There are, of course, those who will say we should give any new restaurant a break, with the typical teething problem a new establishment tends to have. OK, sure, but the fact remains that they are still charging full prices, and while some startup issues can be forgiven, there's just nothing here. It's null and void. No light at the end of the tunnel. And that sucks.

We gave them two chances, because, really, we did want them to succeed. No, really. I was downright excited to see the "Natural Start" name again.

During the first visit an Americano and bagel was ordered. We were told the bagel delivery hadn't arrived yet (slightly strange seeing it was primetime for breakfast rush, but whatever) so we asked for a latte instead. After an oddly long wait the latte arrived, without an Americano. Yes. The lady took the "instead" to mean "a latte instead of the bagel you don't have and the Americano the other person clearly wanted." When in doubt, ask.

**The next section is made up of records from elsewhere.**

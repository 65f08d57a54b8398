use pretty_assertions::assert_eq;

use super::*;
use crate::errors::ExcType;

fn n(v: f64) -> Value {
    Value::Number(v)
}

fn nums(values: &[f64]) -> Vec<Value> {
    values.iter().copied().map(Value::Number).collect()
}

fn slice(start: Option<i64>, stop: Option<i64>, step: Option<i64>) -> ItemKey {
    ItemKey::Slice(SliceBounds { start, stop, step })
}

// Truthiness and formatting

#[test]
fn truthiness() {
    assert!(!n(0.0).is_truthy());
    assert!(n(-1.0).is_truthy());
    assert!(!Value::string("").is_truthy());
    assert!(!Value::None.is_truthy());
    assert!(!Value::list(vec![]).is_truthy());
    assert!(Value::tuple(vec![Value::None]).is_truthy());
    assert!(!Value::Mapping(MappingValue::new()).is_truthy());
}

#[test]
fn display_forms() {
    assert_eq!(n(3.0).to_string(), "3");
    assert_eq!(n(2.5).to_string(), "2.5");
    assert_eq!(n(f64::INFINITY).to_string(), "inf");
    assert_eq!(Value::Bool(true).to_string(), "True");
    assert_eq!(Value::tuple(nums(&[1.0])).to_string(), "(1,)");
    assert_eq!(
        Value::list(vec![Value::string("a"), n(1.0)]).to_string(),
        "['a', 1]"
    );
    assert_eq!(Value::string("it's").repr(), "'it\\'s'");
}

#[test]
fn mapping_display_keeps_insertion_order() {
    let map = MappingValue::new();
    map.insert(MapKey::Str(Rc::from("b")), n(1.0));
    map.insert(MapKey::Number(key::normalized_bits(1.0)), n(2.0));
    assert_eq!(Value::Mapping(map).to_string(), "{'b': 1, 1: 2}");
}

/// `[first, <itself>]`
fn self_containing_list(first: f64) -> Value {
    let value = Value::list(vec![n(first)]);
    let Value::Sequence(seq) = &value else {
        panic!("expected a list");
    };
    seq.extend(vec![value.clone()]);
    value
}

#[test]
fn self_containing_containers_display_an_ellipsis() {
    let list = self_containing_list(1.0);
    assert_eq!(list.to_string(), "[1, [...]]");
    assert_eq!(format!("{list:?}"), "[1, [...]]");

    let map = MappingValue::new();
    map.insert(MapKey::Str(Rc::from("k")), Value::Mapping(map.clone()));
    assert_eq!(Value::Mapping(map).to_string(), "{'k': {...}}");
}

#[test]
fn cycle_through_a_tuple_displays_the_reentered_list() {
    let list = Value::list(vec![]);
    let Value::Sequence(seq) = &list else {
        panic!("expected a list");
    };
    seq.extend(vec![Value::tuple(vec![list.clone()])]);
    assert_eq!(list.to_string(), "[([...],)]");
    // Rendering twice gives the same text once the first walk is done.
    assert_eq!(list.to_string(), "[([...],)]");
}

// Equality and hashing

#[test]
fn variants_never_compare_equal() {
    assert_ne!(n(1.0), Value::Bool(true));
    assert_ne!(n(0.0), Value::None);
    assert_ne!(Value::list(vec![]), Value::tuple(vec![]));
}

#[test]
fn containers_compare_deeply() {
    let a = Value::list(vec![n(1.0), Value::tuple(nums(&[2.0, 3.0]))]);
    let b = Value::list(vec![n(1.0), Value::tuple(nums(&[2.0, 3.0]))]);
    assert_eq!(a, b);
    assert!(!a.is(&b));
    assert!(a.is(&a.clone()));
}

#[test]
fn self_containing_lists_compare_without_overflowing() {
    let a = self_containing_list(1.0);
    let b = self_containing_list(1.0);
    let c = self_containing_list(2.0);
    assert!(a.equals(&a));
    assert!(a.equals(&b));
    assert!(!a.equals(&c));
}

#[test]
fn equal_values_hash_equally() {
    assert_eq!(n(0.0).hash_value().ok(), n(-0.0).hash_value().ok());
    assert_eq!(
        Value::tuple(nums(&[1.0, 2.0])).hash_value().ok(),
        Value::tuple(nums(&[1.0, 2.0])).hash_value().ok()
    );
}

#[test]
fn lists_and_mappings_are_unhashable() {
    let err = Value::list(vec![]).hash_value().unwrap_err();
    assert_eq!(err.kind, ExcType::TypeError);
    assert_eq!(err.message, "unhashable type: 'list'");
    assert!(Value::Mapping(MappingValue::new()).hash_value().is_err());
    assert!(Value::tuple(vec![Value::list(vec![])]).hash_value().is_err());
}

// Indexing

#[test]
fn negative_index_counts_from_end() {
    let list = Value::list(nums(&[1.0, 2.0, 3.0]));
    assert_eq!(list.get_item(&ItemKey::Value(n(-1.0))).ok(), Some(n(3.0)));
}

#[test]
fn index_out_of_range_is_index_error() {
    let list = Value::list(nums(&[1.0]));
    let err = list.get_item(&ItemKey::Value(n(5.0))).unwrap_err();
    assert_eq!(err.kind, ExcType::IndexError);
    assert_eq!(err.message, "list index out of range");
}

#[test]
fn non_integer_index_is_type_error() {
    let list = Value::list(nums(&[1.0]));
    let err = list.get_item(&ItemKey::Value(n(0.5))).unwrap_err();
    assert_eq!(err.kind, ExcType::TypeError);
}

#[test]
fn slices_follow_clamping_rules() {
    let list = Value::list(nums(&[0.0, 1.0, 2.0, 3.0, 4.0]));
    let get = |key: ItemKey| list.get_item(&key).ok();
    assert_eq!(get(slice(Some(1), Some(3), None)), Some(Value::list(nums(&[1.0, 2.0]))));
    assert_eq!(get(slice(Some(-2), None, None)), Some(Value::list(nums(&[3.0, 4.0]))));
    assert_eq!(get(slice(None, Some(100), Some(2))), Some(Value::list(nums(&[0.0, 2.0, 4.0]))));
    assert_eq!(
        get(slice(None, None, Some(-1))),
        Some(Value::list(nums(&[4.0, 3.0, 2.0, 1.0, 0.0])))
    );
    assert_eq!(get(slice(Some(3), Some(1), None)), Some(Value::list(vec![])));
}

#[test]
fn steps_past_the_integer_range_stop_after_one_position() {
    let list = Value::list(nums(&[1.0, 2.0, 3.0]));
    let get = |key: ItemKey| list.get_item(&key).ok();
    assert_eq!(get(slice(Some(1), None, Some(i64::MAX))), Some(Value::list(nums(&[2.0]))));
    assert_eq!(get(slice(None, None, Some(i64::MIN))), Some(Value::list(nums(&[3.0]))));
    assert_eq!(
        get(slice(Some(i64::MIN), Some(i64::MAX), Some(i64::MAX))),
        Some(Value::list(nums(&[1.0])))
    );
    assert_eq!(
        get(slice(Some(i64::MAX), Some(i64::MIN), Some(-1))),
        Some(Value::list(nums(&[3.0, 2.0, 1.0])))
    );

    let bounds = SliceBounds { start: Some(i64::MAX), stop: None, step: Some(i64::MIN) };
    assert_eq!(bounds.positions(3).ok(), Some(vec![2]));
    assert_eq!(
        Value::string("abc").get_item(&slice(Some(1), None, Some(i64::MAX))).ok(),
        Some(Value::string("b"))
    );
}

#[test]
fn extended_slice_assignment_with_a_huge_step() {
    let list = Value::list(nums(&[1.0, 2.0, 3.0]));
    list.set_item(&slice(Some(1), None, Some(i64::MAX)), Value::list(nums(&[9.0])))
        .ok();
    assert_eq!(list, Value::list(nums(&[1.0, 9.0, 3.0])));

    list.set_item(&slice(None, None, Some(i64::MIN)), Value::list(nums(&[7.0])))
        .ok();
    assert_eq!(list, Value::list(nums(&[1.0, 9.0, 7.0])));
}

#[test]
fn zero_step_is_value_error() {
    let list = Value::list(nums(&[1.0]));
    let err = list.get_item(&slice(None, None, Some(0))).unwrap_err();
    assert_eq!(err.kind, ExcType::ValueError);
}

#[test]
fn slice_assignment_splices() {
    let list = Value::list(nums(&[0.0, 1.0, 2.0, 3.0]));
    list.set_item(&slice(Some(1), Some(3), None), Value::list(nums(&[9.0])))
        .ok();
    assert_eq!(list, Value::list(nums(&[0.0, 9.0, 3.0])));
}

#[test]
fn extended_slice_assignment_requires_matching_size() {
    let list = Value::list(nums(&[0.0, 1.0, 2.0, 3.0]));
    let err = list
        .set_item(&slice(None, None, Some(2)), Value::list(nums(&[7.0])))
        .unwrap_err();
    assert_eq!(err.kind, ExcType::ValueError);

    list.set_item(&slice(None, None, Some(2)), Value::list(nums(&[7.0, 8.0])))
        .ok();
    assert_eq!(list, Value::list(nums(&[7.0, 1.0, 8.0, 3.0])));
}

#[test]
fn tuples_reject_item_assignment() {
    let tuple = Value::tuple(nums(&[1.0]));
    let err = tuple.set_item(&ItemKey::Value(n(0.0)), n(2.0)).unwrap_err();
    assert_eq!(err.kind, ExcType::TypeError);
}

#[test]
fn strings_index_by_character() {
    let s = Value::string("héllo");
    assert_eq!(s.get_item(&ItemKey::Value(n(1.0))).ok(), Some(Value::string("é")));
    assert_eq!(
        s.get_item(&slice(Some(1), Some(3), None)).ok(),
        Some(Value::string("él"))
    );
}

#[test]
fn missing_mapping_key_is_key_error() {
    let map = Value::Mapping(MappingValue::new());
    let err = map.get_item(&ItemKey::Value(Value::string("k"))).unwrap_err();
    assert_eq!(err.kind, ExcType::KeyError);
    assert_eq!(err.message, "'k'");
}

#[test]
fn numbers_normalize_as_mapping_keys() {
    let map = Value::Mapping(MappingValue::new());
    map.set_item(&ItemKey::Value(n(0.0)), Value::string("zero")).ok();
    assert_eq!(
        map.get_item(&ItemKey::Value(n(-0.0))).ok(),
        Some(Value::string("zero"))
    );
}

#[test]
fn containers_alias_on_clone() {
    let list = Value::list(vec![]);
    let alias = list.clone();
    let Value::Sequence(seq) = &alias else {
        panic!("expected a sequence");
    };
    seq.extend(nums(&[1.0]));
    assert_eq!(list, Value::list(nums(&[1.0])));
}

// Members

#[test]
fn scalars_have_no_members() {
    let err = n(1.0).get_member("x").unwrap_err();
    assert_eq!(err.kind, ExcType::TypeError);
    assert!(n(1.0).set_member("x", Value::None).is_err());
}

#[test]
fn list_methods_are_bound() {
    let list = Value::list(vec![]);
    let Ok(Value::Function(append)) = list.get_member("append") else {
        panic!("expected a bound method");
    };
    assert!(append.receiver().is_some_and(|r| r.is(&list)));
}

#[test]
fn tuples_only_expose_read_methods() {
    let tuple = Value::tuple(vec![]);
    assert!(tuple.get_member("count").is_ok());
    let err = tuple.get_member("append").unwrap_err();
    assert_eq!(err.kind, ExcType::AttributeError);
}

#[test]
fn sequence_methods_mutate_in_place() {
    let seq = SequenceValue::list(nums(&[3.0, 1.0]));
    seq.call_method(SequenceMethod::Append, vec![n(2.0)]).ok();
    seq.call_method(SequenceMethod::Reverse, vec![]).ok();
    assert_eq!(seq.to_vec(), nums(&[2.0, 1.0, 3.0]));
    assert_eq!(seq.call_method(SequenceMethod::Pop, vec![]).ok(), Some(n(3.0)));
    assert_eq!(
        seq.call_method(SequenceMethod::Index, vec![n(1.0)]).ok(),
        Some(n(1.0))
    );
    let err = seq
        .call_method(SequenceMethod::Remove, vec![n(7.0)])
        .unwrap_err();
    assert_eq!(err.kind, ExcType::ValueError);
}

#[test]
fn mapping_methods() {
    let map = MappingValue::new();
    map.insert(MapKey::Str(Rc::from("a")), n(1.0));
    assert_eq!(
        map.call_method(MappingMethod::Get, vec![Value::string("z"), n(0.0)])
            .ok(),
        Some(n(0.0))
    );
    assert_eq!(
        map.call_method(MappingMethod::Pop, vec![Value::string("a")]).ok(),
        Some(n(1.0))
    );
    assert!(map.is_empty());
}

#[test]
fn object_attributes_shadow_class_members() {
    let mut members = Members::default();
    members.insert(Rc::from("v"), n(1.0));
    let class = ClassValue::new(Rc::from("C"), members, vec![]);
    let object = Value::Object(ClassValue::create_object(&class));
    assert_eq!(object.get_member("v").ok(), Some(n(1.0)));

    object.set_member("v", n(2.0)).ok();
    assert_eq!(object.get_member("v").ok(), Some(n(2.0)));
    assert_eq!(class.lookup("v"), Some(n(1.0)));
}

#[test]
fn class_lookup_is_leftmost_depth_first() {
    let member = |v: f64| {
        let mut members = Members::default();
        members.insert(Rc::from("m"), n(v));
        members
    };
    let a = ClassValue::new(Rc::from("A"), member(1.0), vec![]);
    let b = ClassValue::new(Rc::from("B"), member(2.0), vec![]);
    let c = ClassValue::new(Rc::from("C"), Members::default(), vec![a, b]);
    assert_eq!(c.lookup("m"), Some(n(1.0)));

    // A grandparent on the left beats a parent on the right.
    let base = ClassValue::new(Rc::from("Base"), member(3.0), vec![]);
    let left = ClassValue::new(Rc::from("Left"), Members::default(), vec![base]);
    let right = ClassValue::new(Rc::from("Right"), member(4.0), vec![]);
    let d = ClassValue::new(Rc::from("D"), Members::default(), vec![left, right]);
    assert_eq!(d.lookup("m"), Some(n(3.0)));
}

#[test]
fn missing_attribute_messages() {
    let class = ClassValue::new(Rc::from("C"), Members::default(), vec![]);
    let object = Value::Object(ClassValue::create_object(&class));
    let err = object.get_member("nope").unwrap_err();
    assert_eq!(err.kind, ExcType::AttributeError);
    assert_eq!(err.message, "'C' object has no attribute 'nope'");
    assert_eq!(
        Value::Class(class).get_member("__name__").ok(),
        Some(Value::string("C"))
    );
}
//! Pith Eval - execution engine for the Pith scripting language.
//!
//! This crate provides the tree-walking interpreter that runs instruction
//! trees produced by an external parser (see `pith_ir`).
//!
//! # Architecture
//!
//! The evaluator uses:
//! - `Value`: the tagged runtime value with shared, aliased containers
//! - `Closure`: a chain of `Scope`s captured at definition time
//! - `CallStack`: frames recorded for trace rendering
//! - `ArgumentSet`: binds call-site arguments to declared parameters
//! - `ClassValue`/`ObjectValue`: classes with leftmost-first depth-first MRO
//! - `Interpreter`: context-sensitive dispatch of instruction chains
//! - `ControlAction`: structured unwinding for return/break/continue/raise
//!
//! # Host usage
//!
//! ```
//! use pith_eval::{CallStack, Closure, InterpreterBuilder, Value};
//! use pith_ir::build::{assign, name, num};
//!
//! let interpreter = InterpreterBuilder::new().build();
//! let closure = Closure::new_root();
//! let mut call_stack = CallStack::new("main.pith");
//!
//! interpreter
//!     .run(&[assign(name("x"), num(5.0))], &mut call_stack, &closure)
//!     .ok();
//! assert_eq!(closure.get_variable("x").ok(), Some(Value::Number(5.0)));
//! ```

mod builtins;
mod diagnostics;
mod environment;
pub mod errors;
pub mod exec;
pub mod interpreter;
mod logging;
mod operators;
mod print_handler;
mod stack;
mod unwind;
pub mod value;

pub use builtins::exception_class;
pub use diagnostics::{Backtrace, CallStack, StackFrame, MODULE_FRAME};
pub use environment::{Closure, LocalScope, Scope, ScopeKind};
pub use errors::{EvalError, EvalResult, ExcType};
pub use exec::args::ArgumentSet;
pub use interpreter::{Interpreter, InterpreterBuilder, DEFAULT_MAX_CALL_DEPTH};
pub use logging::init_tracing;
pub use operators::{evaluate_binary, evaluate_unary};
pub use print_handler::{
    buffer_handler, silent_handler, stdout_handler, BufferPrintHandler, PrintHandlerImpl,
    SharedPrintHandler, StdoutPrintHandler,
};
pub use stack::ensure_sufficient_stack;
pub use unwind::{ControlAction, Exception, ExecResult, RunError};
pub use value::{
    Builtin, Callee, ClassRef, ClassValue, FunctionValue, ItemKey, MapKey, MappingMethod,
    MappingValue, ObjectRef, ObjectValue, SequenceKind, SequenceMethod, SequenceValue,
    SliceBounds, UserFunction, Value,
};

#[cfg(test)]
mod tests;
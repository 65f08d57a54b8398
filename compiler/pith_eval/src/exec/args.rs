//! Parameter binding.
//!
//! Positional arguments bind first, left to right. Keyword arguments follow
//! in source order and may not rebind a parameter already filled. Unknown
//! keywords are collected and reported together once all keywords are in;
//! only then are missing parameters filled from defaults or reported.
//!
//! Argument expressions are evaluated by the caller; this type only sees
//! values, in evaluation order.

use pith_ir::{Name, Params};

use crate::errors::{
    missing_argument, multiple_values, too_many_positional, unknown_keywords, EvalResult,
};
use crate::value::{MapEntries, MapKey, MappingValue, Value};

/// Arguments bound to the parameters of one call.
pub struct ArgumentSet<'a> {
    function: &'a str,
    params: &'a Params,
    slots: Vec<Option<Value>>,
    varargs: Vec<Value>,
    kwargs: Vec<(Name, Value)>,
    unknown: Vec<Name>,
}

impl<'a> ArgumentSet<'a> {
    /// Start binding a call to `function` declared with `params`.
    pub fn new(function: &'a str, params: &'a Params) -> Self {
        ArgumentSet {
            function,
            params,
            slots: vec![None; params.positional.len()],
            varargs: Vec::new(),
            kwargs: Vec::new(),
            unknown: Vec::new(),
        }
    }

    /// Bind all positional arguments (receiver first, for methods).
    pub fn bind_positional(&mut self, values: Vec<Value>) -> EvalResult<()> {
        let declared = self.slots.len();
        if values.len() > declared && self.params.varargs.is_none() {
            return Err(too_many_positional(self.function, declared, values.len()));
        }
        for (i, value) in values.into_iter().enumerate() {
            match self.slots.get_mut(i) {
                Some(slot) => *slot = Some(value),
                None => self.varargs.push(value),
            }
        }
        Ok(())
    }

    /// Bind one `name=value` argument.
    pub fn bind_keyword(&mut self, name: Name, value: Value) -> EvalResult<()> {
        if let Some(i) = self.params.position(&name) {
            let slot = &mut self.slots[i];
            if slot.is_some() {
                return Err(multiple_values(self.function, &name));
            }
            *slot = Some(value);
        } else if self.params.kwargs.is_some() {
            if self.kwargs.iter().any(|(existing, _)| *existing == name) {
                return Err(multiple_values(self.function, &name));
            }
            self.kwargs.push((name, value));
        } else {
            self.unknown.push(name);
        }
        Ok(())
    }

    /// Finish binding, filling defaults.
    ///
    /// `defaults` has one slot per positional parameter. Returns the
    /// bindings to define in the callee's scope, in declaration order.
    pub fn finish(self, defaults: &[Option<Value>]) -> EvalResult<Vec<(Name, Value)>> {
        if !self.unknown.is_empty() {
            return Err(unknown_keywords(self.function, &self.unknown));
        }

        let mut bound = Vec::with_capacity(self.slots.len() + 2);
        for (i, (param, slot)) in self.params.positional.iter().zip(self.slots).enumerate() {
            let value = match slot {
                Some(value) => value,
                None => defaults
                    .get(i)
                    .cloned()
                    .flatten()
                    .ok_or_else(|| missing_argument(self.function, &param.name))?,
            };
            bound.push((Name::clone(&param.name), value));
        }

        if let Some(name) = &self.params.varargs {
            bound.push((Name::clone(name), Value::tuple(self.varargs)));
        }
        if let Some(name) = &self.params.kwargs {
            let entries: MapEntries = self
                .kwargs
                .into_iter()
                .map(|(key, value)| (MapKey::Str(key), value))
                .collect();
            bound.push((
                Name::clone(name),
                Value::Mapping(MappingValue::from_entries(entries)),
            ));
        }
        Ok(bound)
    }
}
//! Output destinations for the `print` builtin.
//!
//! - Hosts running scripts interactively: stdout (default)
//! - Embedders and tests: a buffer they can read back
//! - Sandboxed runs: silent
//!
//! Uses enum dispatch instead of trait objects.

use std::sync::Arc;

use parking_lot::Mutex;

/// Print handler that writes to stdout.
#[derive(Default)]
pub struct StdoutPrintHandler;

impl StdoutPrintHandler {
    pub fn println(&self, msg: &str) {
        println!("{msg}");
    }

    /// Stdout does not capture.
    pub fn get_output(&self) -> String {
        String::new()
    }
}

/// Print handler that captures output to a buffer.
#[derive(Default)]
pub struct BufferPrintHandler {
    buffer: Mutex<String>,
}

impl BufferPrintHandler {
    pub fn new() -> Self {
        Self::default()
    }

    pub fn println(&self, msg: &str) {
        let mut buf = self.buffer.lock();
        buf.push_str(msg);
        buf.push('\n');
    }

    /// All captured output.
    pub fn get_output(&self) -> String {
        self.buffer.lock().clone()
    }

    pub fn clear(&self) {
        self.buffer.lock().clear();
    }
}

/// Print handler implementation using enum dispatch.
pub enum PrintHandlerImpl {
    /// Writes to stdout (default).
    Stdout(StdoutPrintHandler),
    /// Captures to a buffer.
    Buffer(BufferPrintHandler),
    /// Discards all output.
    Silent,
}

impl PrintHandlerImpl {
    /// Print a line (with newline).
    pub fn println(&self, msg: &str) {
        match self {
            Self::Stdout(h) => h.println(msg),
            Self::Buffer(h) => h.println(msg),
            Self::Silent => {}
        }
    }

    /// Captured output; empty for handlers that don't capture.
    pub fn get_output(&self) -> String {
        match self {
            Self::Stdout(h) => h.get_output(),
            Self::Buffer(h) => h.get_output(),
            Self::Silent => String::new(),
        }
    }

    /// Clear captured output.
    pub fn clear(&self) {
        match self {
            Self::Buffer(h) => h.clear(),
            Self::Stdout(_) | Self::Silent => {}
        }
    }
}

/// Shared print handler that can be handed to several interpreters.
pub type SharedPrintHandler = Arc<PrintHandlerImpl>;

/// Create a stdout print handler.
pub fn stdout_handler() -> SharedPrintHandler {
    Arc::new(PrintHandlerImpl::Stdout(StdoutPrintHandler))
}

/// Create a buffer print handler for capturing output.
pub fn buffer_handler() -> SharedPrintHandler {
    Arc::new(PrintHandlerImpl::Buffer(BufferPrintHandler::new()))
}

/// Create a silent print handler that discards all output.
pub fn silent_handler() -> SharedPrintHandler {
    Arc::new(PrintHandlerImpl::Silent)
}

#[cfg(test)]
mod tests;
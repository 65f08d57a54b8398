//! Source locations.
//!
//! The engine only needs line-level precision for traces, so a location is
//! a `(line, column)` pair rather than a byte span.

use std::fmt;

/// Position of an instruction in its source file.
///
/// Lines and columns are 1-based. `Location::DUMMY` (0, 0) marks nodes that
/// were synthesized rather than parsed.
#[derive(Copy, Clone, Eq, PartialEq, Hash, Default)]
pub struct Location {
    pub line: u32,
    pub column: u32,
}

impl Location {
    /// Location for generated nodes.
    pub const DUMMY: Location = Location { line: 0, column: 0 };

    /// Create a new location.
    #[inline]
    pub const fn new(line: u32, column: u32) -> Self {
        Location { line, column }
    }

    /// Check if this location was synthesized.
    #[inline]
    pub const fn is_dummy(&self) -> bool {
        self.line == 0
    }
}

impl fmt::Debug for Location {
    fn fmt(&self, f: &mut fmt::Formatter<'_>) -> fmt::Result {
        write!(f, "{}:{}", self.line, self.column)
    }
}

impl fmt::Display for Location {
    fn fmt(&self, f: &mut fmt::Formatter<'_>) -> fmt::Result {
        write!(f, "line {}, column {}", self.line, self.column)
    }
}
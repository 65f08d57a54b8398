//! Call stack tracking for trace rendering.
//!
//! This module provides:
//! - `StackFrame`: where one active call currently is (file, function, line,
//!   expression text)
//! - `CallStack`: the live, never-empty list of frames
//! - `Backtrace`: an immutable snapshot taken when an exception is raised
//!
//! Frames record the *last executed* line of their function. On a call the
//! caller's frame is updated with the call site before the callee frame is
//! pushed, so a snapshot shows every level at the exact line that was
//! running.

use std::fmt;
use std::rc::Rc;

use pith_ir::Name;

/// Function name of the root frame.
pub const MODULE_FRAME: &str = "<module>";

/// One frame of the live call stack.
#[derive(Clone, Debug, PartialEq, Eq)]
pub struct StackFrame {
    pub file: Rc<str>,
    pub function: Name,
    /// Last line executed in this frame (0 before the first statement).
    pub line: u32,
    /// Source text of the last expression executed in this frame.
    pub expression: Rc<str>,
}

impl StackFrame {
    fn new(file: Rc<str>, function: Name) -> Self {
        StackFrame {
            file,
            function,
            line: 0,
            expression: Rc::from(""),
        }
    }
}

/// Live call stack.
///
/// Always holds at least the root `<module>` frame. Each function,
/// constructor or method call pushes one frame and pops it on exit; loop and
/// conditional bodies do not.
#[derive(Clone, Debug)]
pub struct CallStack {
    root: StackFrame,
    frames: Vec<StackFrame>,
}

impl CallStack {
    /// Create a stack holding only the root frame for `file`.
    pub fn new(file: &str) -> Self {
        CallStack {
            root: StackFrame::new(Rc::from(file), Rc::from(MODULE_FRAME)),
            frames: Vec::new(),
        }
    }

    fn top_mut(&mut self) -> &mut StackFrame {
        self.frames.last_mut().unwrap_or(&mut self.root)
    }

    /// Record the caller's position, then push a frame for `function`.
    ///
    /// The new frame inherits the caller's file unless `file` is given.
    pub fn add_frame(
        &mut self,
        line: u32,
        expression: Rc<str>,
        function: Name,
        file: Option<Rc<str>>,
    ) {
        let caller = self.top_mut();
        caller.line = line;
        caller.expression = expression;
        let file = file.unwrap_or_else(|| Rc::clone(&caller.file));
        self.frames.push(StackFrame::new(file, function));
    }

    /// Pop and return the top frame. The root frame is never removed.
    pub fn remove_frame(&mut self) -> Option<StackFrame> {
        self.frames.pop()
    }

    /// Update the top frame's current position.
    pub fn set_location(&mut self, line: u32, expression: Rc<str>) {
        let top = self.top_mut();
        top.line = line;
        top.expression = expression;
    }

    /// Number of frames, including the root.
    #[inline]
    pub fn depth(&self) -> usize {
        self.frames.len() + 1
    }

    /// Number of active calls (frames above the root).
    #[inline]
    pub fn call_depth(&self) -> usize {
        self.frames.len()
    }

    /// The most recent frame.
    #[inline]
    pub fn current_frame(&self) -> &StackFrame {
        self.frames.last().unwrap_or(&self.root)
    }

    /// Frames from oldest to newest.
    pub fn frames(&self) -> impl Iterator<Item = &StackFrame> {
        std::iter::once(&self.root).chain(self.frames.iter())
    }

    /// Capture the current frames.
    pub fn snapshot(&self) -> Backtrace {
        Backtrace {
            frames: self.frames().cloned().collect(),
        }
    }
}

/// Immutable snapshot of the call stack, oldest frame first.
#[derive(Clone, Debug, Default, PartialEq, Eq)]
pub struct Backtrace {
    frames: Vec<StackFrame>,
}

impl Backtrace {
    pub fn frames(&self) -> &[StackFrame] {
        &self.frames
    }

    pub fn len(&self) -> usize {
        self.frames.len()
    }

    pub fn is_empty(&self) -> bool {
        self.frames.is_empty()
    }
}

impl fmt::Display for Backtrace {
    fn fmt(&self, f: &mut fmt::Formatter<'_>) -> fmt::Result {
        if self.frames.is_empty() {
            return Ok(());
        }
        writeln!(f, "Traceback (most recent call last):")?;
        for frame in &self.frames {
            writeln!(
                f,
                "  File \"{}\", line {}, in {}",
                frame.file, frame.line, frame.function
            )?;
            if !frame.expression.is_empty() {
                writeln!(f, "    {}", frame.expression)?;
            }
        }
        Ok(())
    }
}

The latte was atrocious. Not even luke warm and filled to the brim with syrup. 

Second chance: Same lady at the helm, and an order for an Americano and a chai tea latte. Her deer in the headlight look when she repeated "chai... tea... latte...?" should have tipped us off. Again, a strangely long wait -- nobody else was there -- and the order arrived.

The Americano, I'm fairly certain, was made only with hot water. There might have been something stuck in the bottom of the cup to add flavor, but I do not know if it was coffee or not. That's not to say she hadn't pulled any espresso shots, as they, for whatever reason, had found their way into the chai tea latte. That's right. The chai tea latte had no milk, but plenty of coffee mixed with the tea.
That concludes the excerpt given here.